Messina 1509–1557: Un centro per la sperimentazione artistica

Anna Chiara Giusa, M.A.

Il progetto di dottorato si occupa della Messina del Cinquecento quale centro dinamico per la sperimentazione artistica guardando ad un periodo di circa 50 anni. Lo studio adotta un approccio interdisciplinare per analizzare i caratteri socioeconomici, politici, culturali e religiosi di questo porto internazionale, e si propone di investigare i motivi per cui Messina diventò uno dei più originali centri artistici dell’Italia del XVI secolo.
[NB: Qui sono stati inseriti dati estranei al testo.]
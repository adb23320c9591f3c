use eyre::eyre;
use eyre::Result;
use palette::{encoding, FromColor, Hsv, Srgb};
use serde::Deserialize;

pub type Rgb8 = Srgb<u8>;

pub const BLACK: Rgb8 = Srgb::new(0, 0, 0);

/// Hue, saturation and value in 8 bits each. Hue wraps around at 256.
#[derive(Clone, Copy, Debug, Default, PartialEq, Eq)]
pub struct Hsv8 {
    pub hue: u8,
    pub saturation: u8,
    pub value: u8,
}

impl Hsv8 {
    pub const fn new(hue: u8, saturation: u8, value: u8) -> Hsv8 {
        Hsv8 {
            hue,
            saturation,
            value,
        }
    }

    pub fn to_rgb(self) -> Rgb8 {
        let hsv = Hsv::<encoding::Srgb, f32>::new(
            self.hue as f32 * 360.0 / 256.0,
            self.saturation as f32 / 255.0,
            self.value as f32 / 255.0,
        );
        let rgb: Srgb<f32> = Srgb::from_color(hsv);
        rgb.into_format()
    }

    /// Recovers an approximate HSV value from a rendered pixel. Quantization to
    /// 8 bit channels makes this lossy: hue is only reliable to about ±2 steps,
    /// and not at all for greys.
    pub fn from_rgb_approximate(rgb: Rgb8) -> Hsv8 {
        let hsv = Hsv::<encoding::Srgb, f32>::from_color(rgb.into_format::<f32>());
        let hue = (hsv.hue.into_positive_degrees() * 256.0 / 360.0).round() as u32 % 256;

        Hsv8 {
            hue: hue as u8,
            saturation: unit_to_u8(hsv.saturation),
            value: unit_to_u8(hsv.value),
        }
    }
}

impl From<Hsv8> for Rgb8 {
    fn from(hsv: Hsv8) -> Self {
        hsv.to_rgb()
    }
}

fn unit_to_u8(v: f32) -> u8 {
    (v.clamp(0.0, 1.0) * 255.0).round() as u8
}

/// Scales `i` by `scale / 256`, where a scale of 255 leaves `i` untouched.
pub fn scale8(i: u8, scale: u8) -> u8 {
    ((i as u16 * (1 + scale as u16)) >> 8) as u8
}

pub fn scale_rgb(color: Rgb8, scale: u8) -> Rgb8 {
    Srgb::new(
        scale8(color.red, scale),
        scale8(color.green, scale),
        scale8(color.blue, scale),
    )
}

/// Dims `color` by `amount` / 256. 0 keeps the color, 255 is almost black.
pub fn fade_to_black_by(color: Rgb8, amount: u8) -> Rgb8 {
    scale_rgb(color, 255 - amount)
}

/// Hue index `steps * delta` positions away from `base`, wrapped into 0..=255.
pub fn hue_offset(base: i64, steps: i64, delta: i64) -> u8 {
    (base + steps * delta).rem_euclid(256) as u8
}

/// Circular distance between two hues.
pub fn hue_distance(a: u8, b: u8) -> u8 {
    let d = a.wrapping_sub(b);
    d.min(d.wrapping_neg())
}

/// Per-channel white point adjustment applied when a frame is shown.
#[derive(Clone, Copy, Debug, Default, Deserialize, PartialEq, Eq)]
#[serde(rename_all = "snake_case")]
pub enum ColorCorrection {
    None,
    #[default]
    TypicalLedStrip,
}

impl ColorCorrection {
    fn factors(self) -> [u8; 3] {
        match self {
            ColorCorrection::None => [255, 255, 255],
            ColorCorrection::TypicalLedStrip => [255, 176, 240],
        }
    }

    /// Applies global brightness and correction to a single pixel.
    pub fn apply(self, color: Rgb8, brightness: u8) -> Rgb8 {
        let [r, g, b] = self.factors().map(|f| scale8(f, brightness));
        Srgb::new(
            scale8(color.red, r),
            scale8(color.green, g),
            scale8(color.blue, b),
        )
    }
}

/// Parses a CSS color name ("red") or a hex triplet ("#ff0000", "f00").
pub fn parse_color(s: &str) -> Result<Rgb8> {
    let s = s.trim();
    if let Some(color) = palette::named::from_str(&s.to_lowercase()) {
        return Ok(color);
    }

    s.parse::<Rgb8>()
        .map_err(|err| eyre!("Unknown color {:?}: {}", s, err))
}
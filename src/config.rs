use std::net::SocketAddr;
use std::path::Path;

use config_file::FromConfigFile;
use eyre::eyre;
use eyre::{Result, WrapErr};
use serde::Deserialize;

use crate::color::ColorCorrection;
use crate::output::ColorOrder;

#[derive(Debug, Deserialize)]
#[serde(default)]
pub struct Config {
    pub strip: StripConfig,
    pub output: OutputConfig,
    pub playlist: Vec<EffectConfig>,
    /// Fixed seed for random effects. Random on every start if unset.
    pub seed: Option<u64>,
}

#[derive(Debug, Deserialize)]
#[serde(default)]
pub struct StripConfig {
    pub pixel_count: usize,
    pub frame_delay_ms: u64,
    pub correction: ColorCorrection,
}

#[derive(Debug, Deserialize)]
#[serde(default)]
pub struct OutputConfig {
    pub ola_addr: SocketAddr,
    pub universe: u16,
    pub start_channel: usize,
    pub color_order: ColorOrder,
}

#[derive(Clone, Debug, Deserialize, PartialEq)]
#[serde(tag = "effect", rename_all = "snake_case")]
pub enum EffectConfig {
    Train {
        #[serde(default = "default_train_color")]
        color: String,
        #[serde(default = "full_brightness")]
        brightness: u8,
        length: usize,
        #[serde(default)]
        two_way: bool,
        #[serde(default)]
        rainbow: bool,
        #[serde(default)]
        comet: bool,
        #[serde(default = "one_loop")]
        loops: u32,
    },
    TravellingRainbow {
        length: usize,
        #[serde(default = "full_brightness")]
        brightness: u8,
        #[serde(default = "one_loop")]
        loops: u32,
    },
    Twinkle {
        loops: u32,
        #[serde(default = "full_brightness")]
        brightness: u8,
        #[serde(default = "default_twinkle_fade")]
        fade: u8,
        #[serde(default = "default_twinkle_delay")]
        delay_ms: u64,
    },
}

fn default_train_color() -> String {
    "red".to_string()
}

fn full_brightness() -> u8 {
    255
}

fn one_loop() -> u32 {
    1
}

fn default_twinkle_fade() -> u8 {
    32
}

fn default_twinkle_delay() -> u64 {
    100
}

impl Default for StripConfig {
    fn default() -> Self {
        StripConfig {
            pixel_count: 120,
            frame_delay_ms: 15,
            correction: ColorCorrection::TypicalLedStrip,
        }
    }
}

impl Default for OutputConfig {
    fn default() -> Self {
        OutputConfig {
            ola_addr: SocketAddr::from(([127, 0, 0, 1], 7770)),
            universe: 0,
            start_channel: 0,
            color_order: ColorOrder::Grb,
        }
    }
}

impl Default for Config {
    fn default() -> Self {
        Config {
            strip: StripConfig::default(),
            output: OutputConfig::default(),
            playlist: default_playlist(),
            seed: None,
        }
    }
}

fn default_playlist() -> Vec<EffectConfig> {
    vec![
        EffectConfig::Train {
            color: default_train_color(),
            brightness: 200,
            length: 30,
            two_way: true,
            rainbow: true,
            comet: true,
            loops: 1,
        },
        EffectConfig::TravellingRainbow {
            length: 50,
            brightness: 50,
            loops: 100,
        },
        EffectConfig::Twinkle {
            loops: 100,
            brightness: full_brightness(),
            fade: default_twinkle_fade(),
            delay_ms: default_twinkle_delay(),
        },
    ]
}

impl Config {
    pub fn load(path: &Path) -> Result<Config> {
        let config = Config::from_config_file(path)
            .wrap_err_with(|| format!("Cannot read config file {}", path.display()))?;
        config.validate()?;
        Ok(config)
    }

    pub fn validate(&self) -> Result<()> {
        if self.strip.pixel_count == 0 {
            return Err(eyre!("The strip needs at least one pixel"));
        }
        if self.playlist.is_empty() {
            return Err(eyre!("The playlist is empty"));
        }
        Ok(())
    }
}
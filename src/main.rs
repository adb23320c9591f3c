pub(crate) mod color;
pub(crate) mod config;
pub(crate) mod effects;
pub(crate) mod intervaltimer;
pub(crate) mod olaoutput;
pub(crate) mod output;
pub(crate) mod playlist;
pub(crate) mod strip;

use std::path::PathBuf;
use std::sync::atomic::{AtomicBool, Ordering};
use std::sync::Arc;

use clap::Parser;
use eyre::Result;

use crate::config::Config;
use crate::intervaltimer::IntervalTimer;
use crate::olaoutput::OlaOutput;
use crate::output::{Output, TerminalOutput};
use crate::playlist::Playlist;
use crate::strip::Strip;

#[derive(Parser)]
struct Cli {
    /// TOML file with strip, output and playlist settings
    #[arg(short, long, value_name = "FILE")]
    config: Option<PathBuf>,

    /// Preview the strip in the terminal instead of sending it to OLA
    #[arg(short, long)]
    terminal: bool,

    /// Play the playlist once and exit
    #[arg(long)]
    once: bool,
}

fn create_output(args: &Cli, config: &Config) -> Result<Box<dyn Output>> {
    if args.terminal {
        return Ok(Box::new(TerminalOutput::new()));
    }

    let output = &config.output;
    Ok(Box::new(OlaOutput::new(
        output.ola_addr,
        output.universe,
        output.start_channel,
        output.color_order,
        config.strip.pixel_count,
    )?))
}

fn main() -> Result<()> {
    env_logger::Builder::from_env(env_logger::Env::default().default_filter_or("info")).init();
    let args = Cli::parse();

    let config = match args.config.as_deref() {
        Some(path) => Config::load(path)?,
        None => Config::default(),
    };

    let output = create_output(&args, &config)?;
    let mut strip = Strip::new(
        config.strip.pixel_count,
        config.strip.correction,
        output,
        Box::new(IntervalTimer::new(true)),
    );
    let mut playlist = Playlist::from_config(&config)?;

    let shutdown = Arc::new(AtomicBool::new(false));
    {
        let shutdown = Arc::clone(&shutdown);
        ctrlc::set_handler(move || shutdown.store(true, Ordering::SeqCst))?;
    }

    log::info!(
        "Effects starting up: {} pixels on {}, {} effects",
        strip.len(),
        strip.describe_output(),
        playlist.len()
    );
    strip.clear_and_show()?;

    if args.once {
        playlist.run_once(&mut strip, &shutdown)?;
        return strip.clear_and_show();
    }
    playlist.run(&mut strip, &shutdown)
}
La ricerca si concentra su opere altamente sperimentali prodotte a Messina sia da artisti forestieri arrivati dalla penisola, come Cesare da Sesto, Polidoro da Caravaggio, Giovan Battista Mazzolo e Giovan Angelo Montorsoli, sia da regnicoli locali quali Girolamo Alibrandi e Stefano Giordano. Il progetto ha un doppio obiettivo: da un lato, far emergere le relazioni tra Messina e altri importanti centri come Napoli, Roma e Genova; dall’altro, esplorare in che modo la presenza di quattro Viceré provenienti da differenti contesti si riflesse sulla committenza messinese. Questa tesi sarà dunque divisa in tre sezioni cronologiche corrispondenti ai governi dello Spagnolo Hugo de Moncada e del Napoletano Ettore Pignatelli (1509–1535), al vicereame del Mantovano Ferrante Gonzaga (1535–1546) e a quello dello Spagnolo Juan de Vega (1547–1557).